(Beginning of Dataset excerpts)

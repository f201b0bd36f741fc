// Copyright (c) 2025 Steve Wagner (ciroque@live.com)
// SPDX-License-Identifier: MIT

use thiserror::Error;

/// Errors that can occur during transport operations
#[derive(Debug, Clone, PartialEq, Error)]
pub enum TransportError {
    /// The transport has no open connection
    #[error("transport is not connected: {0}")]
    NotConnected(String),

    /// A channel name or subscription pattern is not well formed
    #[error("invalid channel pattern '{pattern}': {reason}")]
    InvalidPattern { pattern: String, reason: String },

    /// Backend-specific error
    #[error("transport backend error: {0}")]
    Backend(String),
}

/// Result type for transport operations
pub type TransportResult<T> = Result<T, TransportError>;
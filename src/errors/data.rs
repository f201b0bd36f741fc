// Copyright (c) 2025 Steve Wagner (ciroque@live.com)
// SPDX-License-Identifier: MIT

//! Errors raised by typed data construction and context manipulation.

use thiserror::Error;

use crate::data::DataType;

/// A [`TypedData`](crate::data::TypedData) value failed its own invariant.
///
/// Always fatal to the construction call that produced it; never retried.
#[derive(Debug, Clone, PartialEq, Error)]
pub enum ValidationError {
    #[error("{data_type} value must be finite, got {value}")]
    NonFinite { data_type: DataType, value: f64 },

    #[error("{data_type} element {index} must be finite, got {value}")]
    NonFiniteElement {
        data_type: DataType,
        index: usize,
        value: f64,
    },

    #[error("record field names must not be empty")]
    EmptyRecordField,
}

#[derive(Debug, Clone, PartialEq, Error)]
pub enum ContextError {
    #[error("context key '{0}' does not exist")]
    MissingKey(String),
}
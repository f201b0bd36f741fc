// Copyright (c) 2025 Steve Wagner (ciroque@live.com)
// SPDX-License-Identifier: MIT

pub mod context_ops;
pub mod float_ops;
pub mod probes;
pub mod sinks;
pub mod sources;
pub mod text_ops;

pub use context_ops::*;
pub use float_ops::*;
pub use probes::*;
pub use sinks::*;
pub use sources::*;
pub use text_ops::*;

use crate::data::TypedData;
use crate::errors::ProcessorError;

/// Float value of `data`, or a processor failure naming the actual type.
pub(crate) fn float_input(processor: &str, data: &TypedData) -> Result<f64, ProcessorError> {
    data.as_float().ok_or_else(|| {
        ProcessorError::Failed(format!(
            "{} expects Float data, got {}",
            processor,
            data.data_type()
        ))
    })
}
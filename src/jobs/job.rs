// Copyright (c) 2025 Steve Wagner (ciroque@live.com)
// SPDX-License-Identifier: MIT

use serde_json::Value;
use uuid::Uuid;

use crate::config::consts::{JOB_ID_KEY, PIPELINE_KEY};
use crate::config::PipelineSpec;
use crate::data::Payload;
use crate::errors::JobError;
use crate::transport::Metadata;

/// Channel a job descriptor is published on: `jobs.<id>.cfg`.
pub fn cfg_channel(job_id: &str) -> String {
    format!("jobs.{}.cfg", job_id)
}

/// Channel a job's result is published on: `jobs.<id>.status`.
pub fn status_channel(job_id: &str) -> String {
    format!("jobs.{}.status", job_id)
}

/// A queued unit of work. Lives only until it is published.
#[derive(Debug, Clone)]
pub struct Job {
    pub job_id: Uuid,
    pub pipeline: PipelineSpec,
    pub payload: Payload,
}

impl Job {
    pub fn new(pipeline: PipelineSpec, payload: Payload) -> Self {
        Self {
            job_id: Uuid::new_v4(),
            pipeline,
            payload,
        }
    }

    pub fn id(&self) -> String {
        self.job_id.to_string()
    }

    /// `{job_id, pipeline}` as carried on the descriptor message.
    pub fn metadata(&self) -> Metadata {
        let mut metadata = Metadata::new();
        metadata.insert(JOB_ID_KEY.to_string(), Value::from(self.id()));
        metadata.insert(PIPELINE_KEY.to_string(), self.pipeline.to_value());
        metadata
    }
}

/// What a worker reads back out of descriptor metadata.
#[derive(Debug, Clone, PartialEq)]
pub struct JobDescriptor {
    pub job_id: String,
    pub pipeline: PipelineSpec,
}

impl JobDescriptor {
    pub fn from_metadata(metadata: &Metadata) -> Result<Self, JobError> {
        let job_id = match metadata.get(JOB_ID_KEY) {
            Some(Value::String(id)) if !id.is_empty() => id.clone(),
            Some(other) => {
                return Err(JobError::InvalidDescriptor(format!(
                    "'{}' must be a non-empty string, got {}",
                    JOB_ID_KEY, other
                )))
            }
            None => {
                return Err(JobError::InvalidDescriptor(format!(
                    "missing '{}'",
                    JOB_ID_KEY
                )))
            }
        };

        let pipeline = metadata
            .get(PIPELINE_KEY)
            .ok_or_else(|| JobError::InvalidDescriptor(format!("missing '{}'", PIPELINE_KEY)))
            .and_then(|value| {
                PipelineSpec::from_value(value)
                    .map_err(|err| JobError::InvalidDescriptor(err.to_string()))
            })?;

        Ok(Self { job_id, pipeline })
    }
}

#[cfg(test)]
mod tests {
    use super::*;
    use crate::config::NodeConfig;
    use serde_json::json;

    #[test]
    fn test_channels() {
        assert_eq!(cfg_channel("abc"), "jobs.abc.cfg");
        assert_eq!(status_channel("abc"), "jobs.abc.status");
    }

    #[test]
    fn test_descriptor_from_job_metadata() {
        let job = Job::new(
            PipelineSpec::Nodes(vec![NodeConfig::new("float_add").with_parameter("addend", 1)]),
            Payload::default(),
        );
        let descriptor = JobDescriptor::from_metadata(&job.metadata()).unwrap();
        assert_eq!(descriptor.job_id, job.id());
        assert_eq!(descriptor.pipeline, job.pipeline);
    }

    #[test]
    fn test_malformed_descriptors() {
        let cases = vec![
            ("no fields", json!({})),
            ("numeric id", json!({"job_id": 7, "pipeline": []})),
            ("no pipeline", json!({"job_id": "a"})),
            ("pipeline is a map", json!({"job_id": "a", "pipeline": {"processor": "x"}})),
            ("entry is not a map", json!({"job_id": "a", "pipeline": ["float_add"]})),
        ];
        for (name, value) in cases {
            let metadata = value.as_object().cloned().unwrap();
            assert!(
                matches!(
                    JobDescriptor::from_metadata(&metadata),
                    Err(JobError::InvalidDescriptor(_))
                ),
                "case: {}",
                name
            );
        }
    }
}
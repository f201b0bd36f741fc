// Copyright (c) 2025 Steve Wagner (ciroque@live.com)
// SPDX-License-Identifier: MIT

//! Values that flow between pipeline nodes.
//!
//! A [`Payload`] pairs a validated [`TypedData`] with the shared [`Context`]
//! that carries cross-node state. Context processors never write the context
//! directly; they go through a [`ContextObserver`] that enforces the keys the
//! processor declared and records what changed.

mod context;
mod observer;
mod payload;
mod typed;

pub use context::Context;
pub use observer::{ContextChanges, ContextObserver};
pub use payload::Payload;
pub use typed::{Data, DataType, TypedData};
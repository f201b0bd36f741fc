// Copyright (c) 2025 Steve Wagner (ciroque@live.com)
// SPDX-License-Identifier: MIT

pub mod processors;
pub mod factory;

pub use processors::*;
pub use factory::LocalProcessorFactory;
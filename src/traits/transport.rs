// Copyright (c) 2025 Steve Wagner (ciroque@live.com)
// SPDX-License-Identifier: MIT

use async_trait::async_trait;

use crate::data::{Context, TypedData};
use crate::errors::TransportResult;
use crate::jobs::ResultHandle;
use crate::transport::{Message, Metadata};

/// Pluggable pub/sub channel abstraction.
///
/// Channels are dot-separated names such as `jobs.<id>.cfg`. Subscriptions take
/// a glob pattern where `*` stands for a single segment.
///
/// ## Invariants
/// - Delivery within one channel is FIFO
/// - No ordering is promised across channels
/// - `Message::ack` is advisory; a durable backend must tolerate it never being called
#[async_trait]
pub trait Transport: Send + Sync {
    async fn connect(&self) -> TransportResult<()>;

    /// Releases this caller's connection. Safe to call when already closed.
    async fn close(&self);

    /// Enqueues a message on `channel`.
    ///
    /// With `require_ack` the returned handle completes once the backend has
    /// durably accepted the message.
    async fn publish(
        &self,
        channel: &str,
        data: TypedData,
        context: Context,
        metadata: Metadata,
        require_ack: bool,
    ) -> TransportResult<Option<ResultHandle<()>>>;

    async fn subscribe(&self, pattern: &str) -> TransportResult<Box<dyn Subscription>>;

    fn is_connected(&self) -> bool;

    fn name(&self) -> &'static str;
}

/// Iteration over the messages currently queued for a pattern.
///
/// `next_message` returns `None` once nothing matching is queued; callers poll
/// by subscribing again.
#[async_trait]
pub trait Subscription: Send {
    async fn next_message(&mut self) -> Option<Message>;

    async fn close(&mut self);
}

(End of Dataset excerpts)

Assigned task. With the first line being the one containing "pub mod sources;" and the last line the one containing "pub fn metadata(&self)", transcribe exactly the lines above that fall in that range.

Task output.
pub mod sources;
pub mod text_ops;

pub use context_ops::*;
pub use float_ops::*;
pub use probes::*;
pub use sinks::*;
pub use sources::*;
pub use text_ops::*;

use crate::data::TypedData;
use crate::errors::ProcessorError;

/// Float value of `data`, or a processor failure naming the actual type.
pub(crate) fn float_input(processor: &str, data: &TypedData) -> Result<f64, ProcessorError> {
    data.as_float().ok_or_else(|| {
        ProcessorError::Failed(format!(
            "{} expects Float data, got {}",
            processor,
            data.data_type()
        ))
    })
}
filename src/jobs/job.rs
// Copyright (c) 2025 Steve Wagner (ciroque@live.com)
// SPDX-License-Identifier: MIT

use serde_json::Value;
use uuid::Uuid;

use crate::config::consts::{JOB_ID_KEY, PIPELINE_KEY};
use crate::config::PipelineSpec;
use crate::data::Payload;
use crate::errors::JobError;
use crate::transport::Metadata;

/// Channel a job descriptor is published on: `jobs.<id>.cfg`.
pub fn cfg_channel(job_id: &str) -> String {
    format!("jobs.{}.cfg", job_id)
}

/// Channel a job's result is published on: `jobs.<id>.status`.
pub fn status_channel(job_id: &str) -> String {
    format!("jobs.{}.status", job_id)
}

/// A queued unit of work. Lives only until it is published.
#[derive(Debug, Clone)]
pub struct Job {
    pub job_id: Uuid,
    pub pipeline: PipelineSpec,
    pub payload: Payload,
}

impl Job {
    pub fn new(pipeline: PipelineSpec, payload: Payload) -> Self {
        Self {
            job_id: Uuid::new_v4(),
            pipeline,
            payload,
        }
    }

    pub fn id(&self) -> String {
        self.job_id.to_string()
    }

    /// `{job_id, pipeline}` as carried on the descriptor message.
    pub fn metadata(&self) -> Metadata {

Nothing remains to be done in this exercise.